Bella sedang melamun ketika pintu kamarnya terbuka.

"Mbak bawa teh hangat untuk kamu sayang."

Namun Bella tidak menjawab.

"Bella."

Bella masih melamun.

Mbak Tirta mendekatinya. Menyentuh bahunya.

Bella terkaget.

"Kamu melamun?"

Bella menelan ludahnya. Memaksa tersenyum.

"Mbak bawa teh."

"Ohh yah makasi Mbak."

Bella menyesap tehnya lalu kembali menatap Mbak Tirta.

"Apa Mbak setegang ini waktu dulu mau dilamar Mas Dimas?"

Mbak menggeleng. "Justru Mbak enggak sabar biar cepat-cepat sah."

Bella paham. Mbak Tirta dan Mas Dimas sudah pacaran lama sejak mereka dibangku SMA. Wajar kalau mereka sudah saling mencintai dan ikhlas percaya. Tapi dia dan Dokter Syah baru beberapa bulan dan masih ada Rio dihatinya.

"Kamu tegang?"

Bella mengangguk.

"Wajar. Solat yah."

Bella mengangguk.

"Mbak. Aku boleh bicara sesuatu?"

"Yah silahkan."

Bella lama mengatakan maksud hatinya.

"Tapi Mbak jangan marah dan biarkan ini berjalan terus ya Mbak. Karena ini sudah keputusan aku."

Mbak Tirta bingung.

Bella menelan ludah dan menarik nafas panjang. Ia sedang mengatur kata-kata.

"Sejujurnya aku masih mencintai Rio Mbak. Dan aku belum secinta itu sama Dokter Syah." Ucap Bella. Matanya berkaca-kaca.

Mbak Tirta kaget. Tetapi ditenangkan hatinya. Dia tidak mau emosi menghadapi kegalauan adiknya.

"Aku memang mengagumi Dokter Syah. Dia sangat ideal dijadikan suami apalagi dia taat Islam. Aku yakin dia bisa jadi Imamku. Itu alasan aku menerima pinangannya."

Bella masih ingin melanjutkan kalimatnya. Jemarinya menggenggam lengan kakaknya.

"Aku memang masih mencintai Rio Mbak. Tapi aku sadar itu tidak akan pernah bisa terjadi. Aku harus ikhlas meninggalkan masa laluku."

Mbak Tirta mengangguk setuju.

"Semoga besok lancar ya Mbak."

Mbak Tirta tersenyum. Ia pun memeluk adik satu-satunya ini.
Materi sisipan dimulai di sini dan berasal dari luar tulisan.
impl Engine {
    fn bootstrap(config: &Config) -> Result<Self, EngineError> {
        let store = Store::open(&config.db_path)?;
        tracing::info!(db = %config.db_path.display(), "store opened");

        let localizer = FaceLocalizer::load(&config.detect_model_path, config.detection)?;

        let engine = Self {
            localizer,
            store,
            model: ModelSlot::empty(),
            matcher: NearestMatcher::new(config.confidence_threshold),
            decision: DecisionEngine {
                window: config.window,
            },
            model_path: config.appearance_model_path.clone(),
        };

        engine.restore_model();
        Ok(engine)
    }

    /// Load the persisted appearance model, or rebuild it from stored
    /// samples when it is missing or corrupt. A daemon with no samples
    /// starts untrained; that is not an error.
    fn restore_model(&self) {
        match model::load_model(&self.model_path) {
            Ok(persisted) => {
                tracing::info!(
                    entries = persisted.len(),
                    trained_at = %persisted.trained_at,
                    "restored persisted appearance model"
                );
                self.model.install(persisted);
                return;
            }
            Err(ModelLoadError::NotFound(path)) => {
                tracing::info!(path, "no persisted appearance model");
            }
            Err(ModelLoadError::Corrupt(reason)) => {
                tracing::warn!(reason, "persisted appearance model is corrupt; will retrain");
            }
            Err(ModelLoadError::Io(e)) => {
                tracing::warn!(error = %e, "could not read persisted appearance model; will retrain");
            }
        }

        match self.retrain_from_store() {
            Ok(outcome) if outcome.trained => {
                tracing::info!(entries = outcome.model_entries, "rebuilt model from stored samples");
            }
            Ok(_) => tracing::info!("no samples stored; starting untrained"),
            Err(e) => tracing::warn!(error = %e, "model rebuild failed; starting untrained"),
        }
    }

    fn handle(&mut self, request: EngineRequest) {
        match request {
            EngineRequest::RegisterFaculty { faculty, reply } => {
                let _ = reply.send(self.store.register_faculty(&faculty).map_err(Into::into));
            }
            EngineRequest::Enroll {
                faculty_id,
                image,
                reply,
            } => {
                let _ = reply.send(self.run_enroll(faculty_id, &image));
            }
            EngineRequest::Recognize { image, reply } => {
                let _ = reply.send(self.run_recognize(&image));
            }
            EngineRequest::Retrain { reply } => {
                let _ = reply.send(self.retrain_from_store());
            }
            EngineRequest::ReportToday { reply } => {
                let today = chrono::Local::now().date_naive();
                let _ = reply.send(self.store.daily_report(today).map_err(Into::into));
            }
            EngineRequest::ReportMonth { year, month, reply } => {
                let _ = reply.send(self.store.monthly_report(year, month).map_err(Into::into));
            }
            EngineRequest::Status { reply } => {
                let _ = reply.send(self.run_status());
            }
        }
    }

    /// Decode, localize, store the first face as a labeled sample, then
    /// retrain and atomically swap in the new model.
    fn run_enroll(&mut self, faculty_id: i64, image: &[u8]) -> Result<EnrollOutcome, EngineError> {
        let faculty = self
            .store
            .faculty_by_id(faculty_id)?
            .ok_or(EngineError::UnknownFaculty(faculty_id))?;

        let frame = imgproc::decode_gray(image)?;
        let detections = self.localizer.locate(&frame);
        let Some(detection) = detections.first() else {
            return Err(EngineError::NoFaceDetected);
        };
        let crop =
            localizer::normalized_crop(&frame, detection).ok_or(EngineError::NoFaceDetected)?;

        let sample_id = self.store.add_sample(faculty.id, &crop)?;
        tracing::info!(
            faculty = faculty.id,
            sample = %sample_id,
            score = detection.score,
            "stored enrollment sample"
        );

        let outcome = self.retrain_from_store()?;

        Ok(EnrollOutcome {
            sample_id,
            samples_total: self.store.sample_count()?,
            model_entries: outcome.model_entries,
        })
    }

    /// Full retrain from the sample store. On success the new model
    /// replaces the old one atomically and is persisted; a persistence
    /// failure downgrades to a warning since the in-memory swap already
    /// succeeded.
    fn retrain_from_store(&self) -> Result<RetrainOutcome, EngineError> {
        let samples = self.store.training_samples()?;
        let params = self
            .model
            .snapshot()
            .map(|m| m.params)
            .unwrap_or_default();

        match model::train(&samples, params) {
            TrainOutcome::Trained(trained) => {
                let entries = trained.len();
                if let Err(e) = model::save_model(&self.model_path, &trained) {
                    tracing::warn!(error = %e, "trained model not persisted; keeping in-memory model");
                }
                self.model.install(trained);
                Ok(RetrainOutcome {
                    trained: true,
                    model_entries: entries,
                })
            }
            TrainOutcome::EmptyDataset => Ok(RetrainOutcome {
                trained: false,
                model_entries: self.model.snapshot().map(|m| m.len()).unwrap_or(0),
            }),
        }
    }

    /// Recognize every face in a live frame and run each accepted match
    /// through the attendance decision.
    ///
    /// Soft-fails to an empty list on undecodable frames, zero faces, or
    /// an untrained model — live recognition must never error on those.
    fn run_recognize(&mut self, image: &[u8]) -> Result<Vec<RecognizedFace>, EngineError> {
        let frame = match imgproc::decode_gray(image) {
            Ok(frame) => frame,
            Err(e) => {
                tracing::debug!(error = %e, "undecodable frame; returning empty result");
                return Ok(Vec::new());
            }
        };

        let detections = self.localizer.locate(&frame);
        if detections.is_empty() {
            return Ok(Vec::new());
        }

        let now = chrono::Local::now();
        let arrival = now.time().with_nanosecond(0).unwrap_or_else(|| now.time());
        self.match_detections(&frame, &detections, now.date_naive(), arrival)
    }

    /// Match each detection independently and decide attendance for the
    /// accepted ones.
    fn match_detections(
        &self,
        frame: &GrayFrame,
        detections: &[rollcall_core::Detection],
        date: NaiveDate,
        arrival: NaiveTime,
    ) -> Result<Vec<RecognizedFace>, EngineError> {
        let Some(model) = self.model.snapshot() else {
            tracing::debug!("recognition before first training; returning empty result");
            return Ok(Vec::new());
        };

        let mut recognized = Vec::new();

        for detection in detections {
            let Some(crop) = localizer::normalized_crop(frame, detection) else {
                continue;
            };
            let probe = spatial_histogram(&crop, SAMPLE_SIZE, SAMPLE_SIZE, &model.params);

            let Some(candidate) = self.matcher.compare(&probe, &model) else {
                continue;
            };

            let Some(faculty) = self.store.faculty_by_id(candidate.label)? else {
                tracing::warn!(
                    label = candidate.label,
                    "matched a label with no faculty record; ignoring"
                );
                continue;
            };

            match self.decision.decide(&self.store, &faculty, date, arrival)? {
                Decision::Recorded(record) => {
                    tracing::info!(
                        faculty = faculty.id,
                        status = record.status.as_str(),
                        late_by_minutes = record.late_by_minutes,
                        confidence = candidate.confidence,
                        "attendance recorded"
                    );
                    recognized.push(RecognizedFace {
                        faculty_id: faculty.id,
                        name: faculty.name,
                        department: faculty.department,
                        confidence: candidate.confidence,
                        duplicate: false,
                    });
                }
                Decision::Duplicate(_) => {
                    recognized.push(RecognizedFace {
                        faculty_id: faculty.id,
                        name: faculty.name,
                        department: faculty.department,
                        confidence: candidate.confidence,
                        duplicate: true,
                    });
                }
                Decision::OutsideWindow => {
                    tracing::info!(
                        faculty = faculty.id,
                        %arrival,
                        "match after attendance cutoff; no record"
                    );
                }
            }
        }

        Ok(recognized)
    }

    fn run_status(&self) -> Result<EngineStatus, EngineError> {
        let snapshot = self.model.snapshot();
        Ok(EngineStatus {
            trained: snapshot.is_some(),
            model_entries: snapshot.as_ref().map(|m| m.len()).unwrap_or(0),
            enrolled_labels: snapshot.map(|m| m.labels()).unwrap_or_default(),
            sample_count: self.store.sample_count()?,
            faculty_count: self.store.faculty_count()?,
        })
    }
}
"Keputusan kamu sudah bulat dan benar sayang. Semua orang punya masa lalu. Dan semua orang harus punya masa depan. Kamu sudah menentukan yang terbaik untuk masa depanmu. Mulailah masa depanmu dengan solat dan minta sama Allah hikmat untuk menjalani semua ini. Minta cinta yang bernafaskan Islami untuk kamu mengarungi bahtera rumah tangga bersama Syah."

Bella mengangguk dalam pelukan kakak satu-satunya.

Mbak Tirta melepaskan pelukan Bella ketika ponsel Bella berbunyi.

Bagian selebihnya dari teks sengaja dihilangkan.